● Data to use
-----

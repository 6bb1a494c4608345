//! Job lifecycle against the job-manager REST API
//!
//! Submission, cancel-with-savepoint, savepoint polling and recovery-point
//! discovery. Every call goes to the versioned Service of the given hash.

use std::sync::Arc;

use kube::ResourceExt;
use tracing::{debug, info};

use flinkop_client::{FlinkJob, FlinkJobState, JobManagerClient, SavepointStatus, SubmitJobRequest};
use flinkop_common::crd::FlinkApplication;
use flinkop_common::{ControllerConfig, Error, Result};

/// The single running or finished job, if any.
///
/// More than one such job means the cluster is not in a state this
/// controller created, and is reported as an error.
pub fn get_active_job(jobs: &[FlinkJob]) -> Result<Option<FlinkJob>> {
    let active: Vec<&FlinkJob> = jobs
        .iter()
        .filter(|job| matches!(job.status, FlinkJobState::Running | FlinkJobState::Finished))
        .collect();

    match active.as_slice() {
        [] => Ok(None),
        [job] => Ok(Some((*job).clone())),
        many => Err(Error::AmbiguousActiveJob {
            job_ids: many.iter().map(|job| job.job_id.clone()).collect(),
        }),
    }
}

/// Drives jobs on an application's job manager
pub struct JobController {
    client: Arc<dyn JobManagerClient>,
    config: Arc<ControllerConfig>,
}

impl JobController {
    /// Create a controller calling through `client`
    pub fn new(client: Arc<dyn JobManagerClient>, config: Arc<ControllerConfig>) -> Self {
        Self { client, config }
    }

    /// Submit the application's jar to the cluster of revision `hash`.
    ///
    /// Restores from `spec.savepointInfo.savepointLocation` when set.
    /// Returns the new job id.
    pub async fn start_flink_job(
        &self,
        app: &FlinkApplication,
        hash: &str,
        jar_name: &str,
        parallelism: i32,
        entry_class: Option<&str>,
        program_args: Option<&str>,
    ) -> Result<String> {
        let url = self.config.jobmanager_url(app, hash);
        let request = SubmitJobRequest {
            savepoint_path: app.spec.savepoint_info.savepoint_location.clone(),
            parallelism,
            program_args: program_args.map(str::to_string),
            entry_class: entry_class.map(str::to_string),
            allow_non_restored_state: false,
        };

        let response = self.client.submit_job(&url, jar_name, &request).await?;
        if response.job_id.is_empty() {
            return Err(Error::InvalidJobId);
        }

        info!(
            app = %app.name_any(),
            hash = %hash,
            job_id = %response.job_id,
            savepoint = ?request.savepoint_path,
            "submitted flink job"
        );
        Ok(response.job_id)
    }

    /// Every job known to the cluster of revision `hash`
    pub async fn get_jobs_for_application(
        &self,
        app: &FlinkApplication,
        hash: &str,
    ) -> Result<Vec<FlinkJob>> {
        let url = self.config.jobmanager_url(app, hash);
        let response = self.client.get_jobs(&url).await?;
        debug!(app = %app.name_any(), hash = %hash, jobs = response.jobs.len(), "listed jobs");
        Ok(response.jobs)
    }

    /// Savepoint the recorded job and cancel it. Returns the trigger id.
    pub async fn cancel_with_savepoint(&self, app: &FlinkApplication, hash: &str) -> Result<String> {
        let job_id = recorded_job_id(app)?;
        let url = self.config.jobmanager_url(app, hash);
        let trigger_id = self.client.cancel_job_with_savepoint(&url, job_id).await?;
        info!(
            app = %app.name_any(),
            job_id = %job_id,
            trigger_id = %trigger_id,
            "cancelling flink job with savepoint"
        );
        Ok(trigger_id)
    }

    /// Cancel the recorded job without a savepoint
    pub async fn force_cancel(&self, app: &FlinkApplication, hash: &str) -> Result<()> {
        let job_id = recorded_job_id(app)?;
        let url = self.config.jobmanager_url(app, hash);
        self.client.force_cancel_job(&url, job_id).await?;
        info!(app = %app.name_any(), job_id = %job_id, "force-cancelled flink job");
        Ok(())
    }

    /// Progress of the savepoint named by `spec.savepointInfo.triggerId`
    pub async fn get_savepoint_status(
        &self,
        app: &FlinkApplication,
        hash: &str,
    ) -> Result<SavepointStatus> {
        let job_id = recorded_job_id(app)?;
        let trigger_id = app
            .spec
            .savepoint_info
            .trigger_id
            .as_deref()
            .filter(|id| !id.is_empty())
            .ok_or_else(|| Error::MissingSavepointTrigger {
                app: app.name_any(),
            })?;

        let url = self.config.jobmanager_url(app, hash);
        let response = self
            .client
            .check_savepoint_status(&url, job_id, trigger_id)
            .await?;
        let status = response.outcome();
        debug!(app = %app.name_any(), trigger_id = %trigger_id, status = ?status, "polled savepoint");
        Ok(status)
    }

    /// External path of the recorded job's latest completed checkpoint
    pub async fn find_externalized_checkpoint(
        &self,
        app: &FlinkApplication,
        hash: &str,
    ) -> Result<Option<String>> {
        let job_id = recorded_job_id(app)?;
        let url = self.config.jobmanager_url(app, hash);
        let checkpoint = self.client.get_latest_checkpoint(&url, job_id).await?;
        Ok(checkpoint.and_then(|c| c.external_path))
    }
}

fn recorded_job_id(app: &FlinkApplication) -> Result<&str> {
    app.job_id().ok_or_else(|| Error::MissingJobId {
        app: app.name_any(),
    })
}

-----

● Problem
If a line above contains the word "SubmitJobRequest", list it.

● Exercise solution
use flinkop_client::{FlinkJob, FlinkJobState, JobManagerClient, SavepointStatus, SubmitJobRequest};
        let request = SubmitJobRequest {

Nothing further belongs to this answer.